CRE Pros' First Cars
Lee & Associates of Illinois principal Jim Planey at 16, a junior at Waukegan High School, with his 1954 Ford. His father found the two-door, six-cylinder stick shift, which Jim could almost afford with his pay from Montgomery Wards. “Nothing special, some rust spots and well-used, but it was my car and it got washed every weekend,” Jim says. The Ford had wide white walls (which set the tone for the '50s) and he removed the pot hubcaps for a “cooler” effect, he tells us.

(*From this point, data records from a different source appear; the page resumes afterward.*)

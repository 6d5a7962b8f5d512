//! Prompt construction for the ranking oracle

use crate::models::RankableTask;

/// Instruction used when the caller supplies no custom prompt
const DEFAULT_INSTRUCTION: &str =
    "Prioritize student tasks by urgency, module weight, and required effort.";

/// Build the ranking prompt
///
/// Instructs the oracle to answer with JSON only, in the exact shape the
/// normalizer expects, and embeds the task list as JSON.
#[must_use]
pub fn build_priority_prompt(tasks: &[RankableTask], custom_prompt: &str) -> String {
    let instruction = if custom_prompt.trim().is_empty() {
        DEFAULT_INSTRUCTION
    } else {
        custom_prompt.trim()
    };

    let task_json =
        serde_json::to_string_pretty(tasks).unwrap_or_else(|_| "[]".to_string());

    format!(
        "{instruction}\n\n\
         Return JSON only in this shape:\n\
         {{\n\
         \x20 \"summary\": \"short summary\",\n\
         \x20 \"rated_tasks\": [\n\
         \x20   {{\n\
         \x20     \"id\": \"task-id\",\n\
         \x20     \"title\": \"task title\",\n\
         \x20     \"priority_score\": 0,\n\
         \x20     \"priority_band\": \"critical|high|medium|low\",\n\
         \x20     \"reason\": \"short reason\"\n\
         \x20   }}\n\
         \x20 ]\n\
         }}\n\n\
         Tasks:\n{task_json}\n"
    )
}
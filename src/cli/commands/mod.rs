//! Command implementations

mod list;
mod rate;
mod run;
mod scrape;
mod serve;

pub use list::{jobs, tasks};
pub use rate::rate;
pub use run::run;
pub use scrape::scrape;
pub use serve::serve;

use std::fs;
use std::path::Path;

/// Resolve inline markup: read it from a file when one was given
pub(crate) fn read_markup(html_file: Option<&Path>) -> anyhow::Result<String> {
    match html_file {
        Some(path) => Ok(fs::read_to_string(path)?),
        None => Ok(String::new()),
    }
}
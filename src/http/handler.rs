//! Handler calling convention.
//!
//! A handler receives its inputs as positional [`Arguments`], filled by the
//! dispatcher from the endpoint's parameter bindings, and answers with a
//! [`Reply`]: either a plain value (serialized with the endpoint's declared
//! success status) or an explicit [`ApiResponse`] carrying its own status.

use std::collections::HashMap;
use std::fmt;
use std::future::Future;
use std::str::FromStr;
use std::sync::Arc;

use axum::http::{HeaderMap, Method, StatusCode, Uri};
use futures_util::future::BoxFuture;
use serde::{de::DeserializeOwned, Serialize};
use serde_json::Value;

use crate::http::error::HandlerError;
use crate::http::middleware::multipart::UploadedFile;

/// Snapshot of the inbound request handed to `request`-bound parameters.
#[derive(Debug, Clone)]
pub struct RequestContext {
    pub method: Method,
    pub uri: Uri,
    pub headers: HeaderMap,
    pub path_params: HashMap<String, String>,
    pub query: HashMap<String, String>,
}

impl RequestContext {
    pub fn path_param(&self, name: &str) -> Option<&str> {
        self.path_params.get(name).map(String::as_str)
    }

    pub fn query_param(&self, name: &str) -> Option<&str> {
        self.query.get(name).map(String::as_str)
    }

    pub fn header(&self, name: &str) -> Option<&str> {
        self.headers.get(name).and_then(|v| v.to_str().ok())
    }
}

/// One positional argument slot.
#[derive(Debug, Clone, Default)]
pub enum Argument {
    /// No parameter was declared at this index.
    #[default]
    Unset,
    /// Declared, but the request carried no usable value.
    Null,
    Text(String),
    Json(Value),
    Request(Arc<RequestContext>),
    File(UploadedFile),
    Files(Vec<UploadedFile>),
}

impl Argument {
    /// True for both `Unset` and `Null`.
    pub fn is_absent(&self) -> bool {
        matches!(self, Argument::Unset | Argument::Null)
    }
}

static UNSET: Argument = Argument::Unset;

/// Positional arguments for one handler invocation.
#[derive(Debug, Clone, Default)]
pub struct Arguments {
    slots: Vec<Argument>,
}

impl Arguments {
    pub fn new(slots: Vec<Argument>) -> Self {
        Self { slots }
    }

    pub fn len(&self) -> usize {
        self.slots.len()
    }

    pub fn is_empty(&self) -> bool {
        self.slots.is_empty()
    }

    /// The argument at `index`, or `Unset` past the end.
    pub fn get(&self, index: usize) -> &Argument {
        self.slots.get(index).unwrap_or(&UNSET)
    }

    /// Move the argument out, leaving `Unset` behind.
    pub fn take(&mut self, index: usize) -> Argument {
        self.slots
            .get_mut(index)
            .map(std::mem::take)
            .unwrap_or_default()
    }

    /// Text view of a scalar argument. JSON strings count as text.
    pub fn text(&self, index: usize) -> Option<&str> {
        match self.get(index) {
            Argument::Text(s) => Some(s.as_str()),
            Argument::Json(Value::String(s)) => Some(s.as_str()),
            _ => None,
        }
    }

    /// Parse a scalar argument; empty or unparseable values yield `None`.
    pub fn parse<T: FromStr>(&self, index: usize) -> Option<T> {
        self.text(index)
            .map(str::trim)
            .filter(|s| !s.is_empty())
            .and_then(|s| s.parse().ok())
    }

    pub fn json(&self, index: usize) -> Option<&Value> {
        match self.get(index) {
            Argument::Json(v) => Some(v),
            _ => None,
        }
    }

    /// Deserialize a body-like argument into `T`. Absent values give `Ok(None)`.
    pub fn deserialize<T: DeserializeOwned>(&self, index: usize) -> Result<Option<T>, HandlerError> {
        match self.get(index) {
            Argument::Json(v) => serde_json::from_value(v.clone()).map(Some).map_err(|e| {
                HandlerError::invalid_field(format!("argument[{index}]"), e.to_string(), None)
            }),
            _ => Ok(None),
        }
    }

    pub fn request(&self, index: usize) -> Option<&RequestContext> {
        match self.get(index) {
            Argument::Request(ctx) => Some(ctx.as_ref()),
            _ => None,
        }
    }

    pub fn file(&self, index: usize) -> Option<&UploadedFile> {
        match self.get(index) {
            Argument::File(f) => Some(f),
            _ => None,
        }
    }

    pub fn files(&self, index: usize) -> Option<&[UploadedFile]> {
        match self.get(index) {
            Argument::Files(f) => Some(f.as_slice()),
            Argument::File(f) => Some(std::slice::from_ref(f)),
            _ => None,
        }
    }
}

/// Response override: emitted verbatim regardless of the endpoint's declared status.
#[derive(Debug, Clone, PartialEq)]
pub struct ApiResponse {
    pub status: StatusCode,
    pub body: Option<Value>,
}

impl ApiResponse {
    pub fn new(status: StatusCode, body: Value) -> Self {
        Self {
            status,
            body: Some(body),
        }
    }

    pub fn empty(status: StatusCode) -> Self {
        Self { status, body: None }
    }
}

/// What a handler hands back to the dispatcher.
#[derive(Debug, Clone, PartialEq)]
pub enum Reply {
    Value(Value),
    Explicit(ApiResponse),
}

impl Reply {
    /// Serialize `value` as the plain success body.
    pub fn json<T: Serialize>(value: &T) -> Result<Self, HandlerError> {
        serde_json::to_value(value)
            .map(Reply::Value)
            .map_err(|e| HandlerError::internal(format!("failed to serialize reply: {e}")))
    }

    pub fn explicit(status: StatusCode, body: Value) -> Self {
        Reply::Explicit(ApiResponse::new(status, body))
    }
}

impl From<Value> for Reply {
    fn from(value: Value) -> Self {
        Reply::Value(value)
    }
}

impl From<ApiResponse> for Reply {
    fn from(response: ApiResponse) -> Self {
        Reply::Explicit(response)
    }
}

/// An asynchronous endpoint function.
pub trait Handler: Send + Sync + 'static {
    fn call(&self, args: Arguments) -> BoxFuture<'static, Result<Reply, HandlerError>>;
}

impl<F, Fut> Handler for F
where
    F: Fn(Arguments) -> Fut + Send + Sync + 'static,
    Fut: Future<Output = Result<Reply, HandlerError>> + Send + 'static,
{
    fn call(&self, args: Arguments) -> BoxFuture<'static, Result<Reply, HandlerError>> {
        Box::pin(self(args))
    }
}

/// Shared, named reference to a handler.
#[derive(Clone)]
pub struct HandlerRef {
    name: Arc<str>,
    inner: Arc<dyn Handler>,
}

impl HandlerRef {
    pub fn new(name: impl Into<String>, handler: impl Handler) -> Self {
        Self {
            name: Arc::from(name.into()),
            inner: Arc::new(handler),
        }
    }

    pub fn name(&self) -> &str {
        &self.name
    }

    pub fn call(&self, args: Arguments) -> BoxFuture<'static, Result<Reply, HandlerError>> {
        self.inner.call(args)
    }
}

impl fmt::Debug for HandlerRef {
    fn fmt(&self, f: &mut fmt::Formatter<'_>) -> fmt::Result {
        f.debug_tuple("HandlerRef").field(&self.name).finish()
    }
}
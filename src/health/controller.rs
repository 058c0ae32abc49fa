//! `GET /healthCheck`.

use std::sync::Arc;

use futures_util::future::join_all;
use serde::Serialize;

use crate::health::validator::{HealthReport, HealthStatus, HealthValidator};
use crate::http::handler::{Arguments, HandlerRef, Reply};
use crate::http::middleware::no_cache;
use crate::routing::declare::{ControllerDecl, ControllerDefinition};

#[derive(Debug, Clone, PartialEq, Serialize)]
#[serde(rename_all = "camelCase")]
pub struct HealthSummary {
    pub status: HealthStatus,
    pub other_modules: Vec<HealthReport>,
}

/// Run every validator concurrently; the worst status wins.
pub async fn check_all(validators: &[Arc<dyn HealthValidator>]) -> HealthSummary {
    let other_modules = join_all(validators.iter().map(|v| v.validate())).await;
    let status = other_modules
        .iter()
        .map(|r| r.status)
        .max()
        .unwrap_or(HealthStatus::Running);
    HealthSummary { status, other_modules }
}

#[derive(Clone, Default)]
pub struct HealthController {
    validators: Arc<Vec<Arc<dyn HealthValidator>>>,
}

impl HealthController {
    pub fn new(validators: Vec<Arc<dyn HealthValidator>>) -> Self {
        Self {
            validators: Arc::new(validators),
        }
    }
}

impl ControllerDefinition for HealthController {
    fn name(&self) -> &str {
        "HealthController"
    }

    fn declare(&self, controller: &mut ControllerDecl<'_>) {
        let validators = self.validators.clone();
        let handler = HandlerRef::new("getHealth", move |_args: Arguments| {
            let validators = validators.clone();
            async move {
                let summary = check_all(&validators).await;
                if summary.status != HealthStatus::Running {
                    tracing::warn!(status = ?summary.status, "Health check degraded");
                }
                Reply::json(&summary)
            }
        });

        controller
            .endpoint("getHealth")
            .get("/healthCheck")
            .success(200, "OK")
            .middleware(no_cache())
            .handler(handler);
    }
}

#[cfg(test)]
mod tests {
    use super::*;
    use async_trait::async_trait;

    struct Fixed(HealthStatus);

    #[async_trait]
    impl HealthValidator for Fixed {
        fn name(&self) -> &str {
            "fixed"
        }

        fn description(&self) -> &str {
            "fixed status"
        }

        async fn validate(&self) -> HealthReport {
            self.report(self.0, "ok")
        }
    }

    #[tokio::test]
    async fn test_worst_status_wins() {
        let validators: Vec<Arc<dyn HealthValidator>> = vec![
            Arc::new(Fixed(HealthStatus::Running)),
            Arc::new(Fixed(HealthStatus::Failure)),
            Arc::new(Fixed(HealthStatus::Warning)),
        ];
        let summary = check_all(&validators).await;
        assert_eq!(summary.status, HealthStatus::Failure);
        assert_eq!(summary.other_modules.len(), 3);
    }

    #[tokio::test]
    async fn test_no_validators_is_running() {
        let summary = check_all(&[]).await;
        assert_eq!(summary.status, HealthStatus::Running);
        let json = serde_json::to_value(&summary).unwrap();
        assert_eq!(json, serde_json::json!({"status": "Running", "otherModules": []}));
    }
}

Check out this original ad for Jim’s 1954 Ford. “Heavenly Bodies with worlds of Power” sounds like it came right out of Don Draper’s mouth. Functional manufacturing space in Cook County has done well so far this year, Jim says. The labor supply is generally good in the closer-in areas and with the lack of significant new construction the last several years, space both for sale and lease is tight.
On the right: Pircher, Nichols & Meeks partner Dave Pezza in front of his first car, a 1970 Olds Cutlass in 1979 right after the blizzard that year (notice the snow two feet above the roof of the car). On the left: Dave snapped by his son, Rockwell Partners sales and leasing manager Chris Pezza, this summer in front of his 1970 Olds Cutlass 442. The original owner of the 442 was Dave’s neighbor, who showed him the car the day after he bought it new in 1970. Dave chased the car for 42 years before he had the opportunity to buy it. “How’s that for perseverance in getting a deal done?” he laughs. Catch Dave moderating at Bisnow's 6th Annual Chicago State of the Market on Oct. 28. Join us at 7am in some sky-high raw space on the 82nd floor of Willis Tower.

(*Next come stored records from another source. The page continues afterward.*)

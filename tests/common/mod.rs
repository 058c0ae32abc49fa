//! Shared utilities for integration tests.

#![allow(dead_code)]

use std::net::SocketAddr;
use std::sync::Arc;

use axum::{
    body::{to_bytes, Body},
    http::{HeaderMap, Method, Request, StatusCode},
    Router,
};
use datamart_api::config::AppConfig;
use datamart_api::lifecycle::{build_application, Shutdown};
use datamart_api::store::MemoryStore;
use serde_json::Value;
use tokio::net::TcpListener;
use tower::ServiceExt;

pub const SEED: &str = r#"{
    "stations": [
        {"code": "101", "name": "Kamloops", "latitude": 50.67, "longitude": -120.33, "elevation": 345.0},
        {"code": "102", "name": "Vernon", "latitude": 50.27, "longitude": -119.27, "elevation": 482.0},
        {"code": "103", "name": "Abbotsford", "latitude": 49.03, "longitude": -122.36, "elevation": 58.0},
        {"code": "104", "name": "Prince George", "latitude": 53.88, "longitude": -122.68}
    ],
    "readings": [
        {"station_code": "101", "weather_date": "2024-07-01T12:00:00Z", "temperature": 28.5, "ffmc": 88.1},
        {"station_code": "101", "weather_date": "2024-07-01T13:00:00Z", "temperature": 29.1},
        {"station_code": "102", "weather_date": "2024-07-01T12:00:00Z", "temperature": 26.0, "ffmc": 85.4},
        {"station_code": "103", "weather_date": "2024-07-02T12:00:00Z", "temperature": 22.0},
        {"station_code": "104", "weather_date": "2024-07-02T09:00:00Z", "temperature": 15.3}
    ]
}"#;

pub fn seeded_store() -> Arc<MemoryStore> {
    Arc::new(MemoryStore::from_json(SEED).expect("seed parses"))
}

/// The full application router over the seeded store.
pub fn test_app(config: &AppConfig) -> (Router, Arc<MemoryStore>) {
    let store = seeded_store();
    let app = build_application(config, store.clone()).expect("application builds");
    (app.server.router(), store)
}

pub struct TestResponse {
    pub status: StatusCode,
    pub headers: HeaderMap,
    pub body: Value,
}

/// Drive one request through `router` in-process.
pub async fn send(router: &Router, request: Request<Body>) -> TestResponse {
    let response = router.clone().oneshot(request).await.expect("router is infallible");
    let status = response.status();
    let headers = response.headers().clone();
    let bytes = to_bytes(response.into_body(), usize::MAX).await.expect("body reads");
    let body = if bytes.is_empty() {
        Value::Null
    } else {
        serde_json::from_slice(&bytes).unwrap_or_else(|_| Value::String(String::from_utf8_lossy(&bytes).into_owned()))
    };
    TestResponse { status, headers, body }
}

pub async fn get(router: &Router, uri: &str) -> TestResponse {
    send(router, request(Method::GET, uri)).await
}

pub fn request(method: Method, uri: &str) -> Request<Body> {
    Request::builder().method(method).uri(uri).body(Body::empty()).unwrap()
}

/// Serve the full application on an ephemeral port.
pub async fn start_server(config: AppConfig) -> (SocketAddr, Shutdown) {
    let app = build_application(&config, seeded_store()).expect("application builds");
    let listener = TcpListener::bind("127.0.0.1:0").await.unwrap();
    let addr = listener.local_addr().unwrap();

    let shutdown = Shutdown::new();
    let server_shutdown = shutdown.subscribe();
    tokio::spawn(async move {
        let _ = app.server.run(listener, server_shutdown).await;
    });
    (addr, shutdown)
}

/// Build a `multipart/form-data` body: `(name, Some(file_name), content)` for
/// files, `(name, None, content)` for text fields.
pub fn multipart_body(boundary: &str, parts: &[(&str, Option<&str>, &str)]) -> String {
    let mut body = String::new();
    for (name, file_name, content) in parts {
        body.push_str(&format!("--{boundary}\r\n"));
        match file_name {
            Some(file_name) => body.push_str(&format!(
                "Content-Disposition: form-data; name=\"{name}\"; filename=\"{file_name}\"\r\nContent-Type: text/plain\r\n\r\n"
            )),
            None => body.push_str(&format!("Content-Disposition: form-data; name=\"{name}\"\r\n\r\n")),
        }
        body.push_str(content);
        body.push_str("\r\n");
    }
    body.push_str(&format!("--{boundary}--\r\n"));
    body
}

Here’s Chris’s first car, a green 1993 Range Rover (the same car is featured in Always Sunny in Philadelphia) named Rangerick Lionel McRovster. It was in need of a lot of tender loving care, Chris says. He had to take a fuse out every time he shut off the car or the battery would die, and in the winter he had to thaw the locks with a hair dryer just to get the door open. “But that didn’t stop it from being the coolest car at my high school,” he says. Those extra snowy days when no one else could drive, Chris could safely and comfortably get home nine kids in his backseat. It was a very solid residential leasing season with upward trends in rents and downward trends in turnover a fourth year in a row, but an early end to summer has led to a frozen market, Chris says. Landlords should prepare for another tough winter as the seasonal lull has come earlier than ever.

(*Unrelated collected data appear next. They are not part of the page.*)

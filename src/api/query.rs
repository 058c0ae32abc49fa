//! Query-string interpretation shared by the data endpoints.
//!
//! Lenient by default: a missing or malformed paging, area or flag value
//! falls back to its default. Ordering columns and dates are checked, since a
//! silently ignored typo there would return misleading data.

use chrono::{DateTime, NaiveDate, NaiveDateTime, Utc};
use serde_json::json;

use crate::http::error::ValidationErrors;
use crate::http::handler::Arguments;
use crate::store::{Area, OrderBy, Page};

pub const STATION_ROWS: u64 = 10;
pub const READING_ROWS: u64 = 2000;

/// Page from positional `page`/`rows` arguments. Zero or unparseable rows use the default.
pub fn page(args: &Arguments, page_index: usize, rows_index: usize, default_rows: u64) -> Page {
    Page {
        page: args.parse::<u64>(page_index).unwrap_or(0),
        rows: args
            .parse::<u64>(rows_index)
            .filter(|rows| *rows > 0)
            .unwrap_or(default_rows),
    }
}

/// `true`, `t`, `1`, `y` and `yes`, in any case.
pub fn is_truthy(value: Option<&str>) -> bool {
    value
        .map(|v| v.trim().to_ascii_lowercase())
        .is_some_and(|v| matches!(v.as_str(), "true" | "t" | "1" | "y" | "yes"))
}

fn floats(text: &str) -> Option<Vec<f64>> {
    text.split(',').map(|part| part.trim().parse::<f64>().ok()).collect()
}

/// A valid `xmin,ymin,xmax,ymax` box wins; otherwise a `long,lat` point with a
/// positive radius in metres; otherwise no area.
pub fn area(bbox: Option<&str>, point: Option<&str>, radius: Option<f64>) -> Option<Area> {
    if let Some([xmin, ymin, xmax, ymax]) = bbox.and_then(floats).as_deref() {
        return Some(Area::BoundingBox {
            xmin: *xmin,
            ymin: *ymin,
            xmax: *xmax,
            ymax: *ymax,
        });
    }

    match (point.and_then(floats).as_deref(), radius) {
        (Some([long, lat]), Some(metres)) if metres > 0.0 => Some(Area::Radius {
            long: *long,
            lat: *lat,
            metres,
        }),
        (Some([_, _]), _) => {
            tracing::debug!("Point supplied without a positive radius; ignoring");
            None
        }
        _ => None,
    }
}

/// Parse `col[,ASC|DESC][,col[,ASC|DESC]...]`. Unknown columns are reported under `order`.
pub fn order(text: Option<&str>, columns: &[&str], errors: &mut ValidationErrors) -> Vec<OrderBy> {
    let mut order: Vec<OrderBy> = Vec::new();
    let Some(text) = text else {
        return order;
    };

    for token in text.split(',').map(str::trim).filter(|t| !t.is_empty()) {
        let direction = token.to_ascii_uppercase();
        if direction == "ASC" || direction == "DESC" {
            if let Some(last) = order.last_mut() {
                last.descending = direction == "DESC";
                continue;
            }
        }
        if columns.contains(&token) {
            order.push(OrderBy::asc(token));
        } else {
            errors.add("order", format!("Unknown column '{token}'"), Some(json!(text)));
        }
    }
    order
}

/// RFC 3339, `YYYY-MM-DDTHH:MM:SS` (UTC) or `YYYY-MM-DD` (midnight UTC).
pub fn parse_date(text: &str) -> Option<DateTime<Utc>> {
    let text = text.trim();
    if let Ok(dt) = DateTime::parse_from_rfc3339(text) {
        return Some(dt.with_timezone(&Utc));
    }
    if let Ok(dt) = NaiveDateTime::parse_from_str(text, "%Y-%m-%dT%H:%M:%S") {
        return Some(dt.and_utc());
    }
    NaiveDate::parse_from_str(text, "%Y-%m-%d")
        .ok()
        .and_then(|d| d.and_hms_opt(0, 0, 0))
        .map(|dt| dt.and_utc())
}

/// Date argument, `default` when absent. Unparseable text is reported under `field`.
pub fn date(
    field: &str,
    text: Option<&str>,
    default: DateTime<Utc>,
    errors: &mut ValidationErrors,
) -> DateTime<Utc> {
    match text {
        None => default,
        Some(text) => parse_date(text).unwrap_or_else(|| {
            errors.add(field, "Invalid date", Some(json!(text)));
            default
        }),
    }
}

/// Comma-separated station codes.
pub fn station_list(text: Option<&str>) -> Vec<String> {
    text.map(|t| {
        t.split(',')
            .map(str::trim)
            .filter(|s| !s.is_empty())
            .map(String::from)
            .collect()
    })
    .unwrap_or_default()
}
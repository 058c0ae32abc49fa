//! Lifecycle management subsystem.
//!
//! # Data Flow
//! ```text
//! Startup (startup.rs):
//!     Open store → Declare controllers → Materialize routes → Wrap server
//!
//! Shutdown (shutdown.rs):
//!     Signal received → Stop accepting → Drain connections → Exit
//!
//! Signals (signals.rs):
//!     SIGTERM/SIGINT → Trigger graceful shutdown
//! ```
//!
//! # Design Decisions
//! - Ordered startup: store first, then routes, then the listener
//! - Routes are fixed before the first connection is accepted

pub mod shutdown;
pub mod signals;
pub mod startup;

pub use shutdown::Shutdown;
pub use signals::{spawn_signal_handler, wait_for_signal};
pub use startup::{assemble, build_application, open_store, Application, StartupError};
//! Security response headers.
//!
//! # Responsibilities
//! - Add hardening headers to every response, matched or not
//!
//! # Design Decisions
//! - Headers overwrite anything a handler set
//! - Applied as tower layers so the 404 fallback is covered too

use axum::{
    http::{header, HeaderName, HeaderValue},
    Router,
};
use tower_http::set_header::SetResponseHeaderLayer;

fn security_headers() -> [(HeaderName, HeaderValue); 4] {
    [
        (header::X_CONTENT_TYPE_OPTIONS, HeaderValue::from_static("nosniff")),
        (header::X_FRAME_OPTIONS, HeaderValue::from_static("DENY")),
        (header::REFERRER_POLICY, HeaderValue::from_static("no-referrer")),
        (header::X_XSS_PROTECTION, HeaderValue::from_static("0")),
    ]
}

/// Wrap `router` with the hardening headers.
pub fn with_security_headers(router: Router) -> Router {
    security_headers()
        .into_iter()
        .fold(router, |router, (name, value)| {
            router.layer(SetResponseHeaderLayer::overriding(name, value))
        })
}

#[cfg(test)]
mod tests {
    use super::*;
    use axum::{body::Body, http::Request, routing::get};
    use tower::ServiceExt;

    #[tokio::test]
    async fn test_headers_added() {
        let app = with_security_headers(Router::new().route("/", get(|| async { "ok" })));
        let response = app
            .oneshot(Request::builder().uri("/").body(Body::empty()).unwrap())
            .await
            .unwrap();
        assert_eq!(response.headers()[header::X_CONTENT_TYPE_OPTIONS], "nosniff");
        assert_eq!(response.headers()[header::X_FRAME_OPTIONS], "DENY");
    }
}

Snapped: NGKF Senior Managing Director Ben Greazel at age 17 with his 1974 Volvo 240. Ben’s parents always wanted him to drive something “safe and boxy,” so he got a Volvo four speed. Ben tells us his car was always getting hit in the school parking lot given all the crazy teenage drivers. In order to keep his car in mint condition (as pictured), he would tie a rope around his back bumper and a adjacent tree and drive forward to pull the bumper back out. He also warns us that the interior of the car was far worse than both the exterior color and the sweater he chose to wear in this picture. Ben just placed $18M in fixed-rate, long-term debt with a national life company lender to finance the acquisition of two parking lots located in Cincinnati, OH.
Jameson Commercial SVP Chris Irwin’s ’81 Turbo Trans Am. “One night I forgot to lock the T-tops and both flew off on the highway after I left my football game senior year of high school,” Chris says. Fun and fast in the ‘80s, the Trans Am is now considered a collectible car. At work, Chris and his colleague Tracy Tepper just repped ownership, GCP Forest Square LLC, in a lease with Hearing Lab at 840 S Waukegan Rd in Lake Forest. He’s seeing strong bank participation in the market, which has led to many new tenants, investors, and owner/users moving on properties throughout Chicago.
In 1970, Corporate Realty Advocates prez Richie Klein bought a 1967 VW Squareback (station wagon-type, representation above, looked like a little longer version of the Mini). The trunk was in front and it kept blowing open during a blizzard on the way back from Iowa City to Champaign, Richie tells us. He had to tie it down with a rope and stick a pencil in the carburetor to keep that open.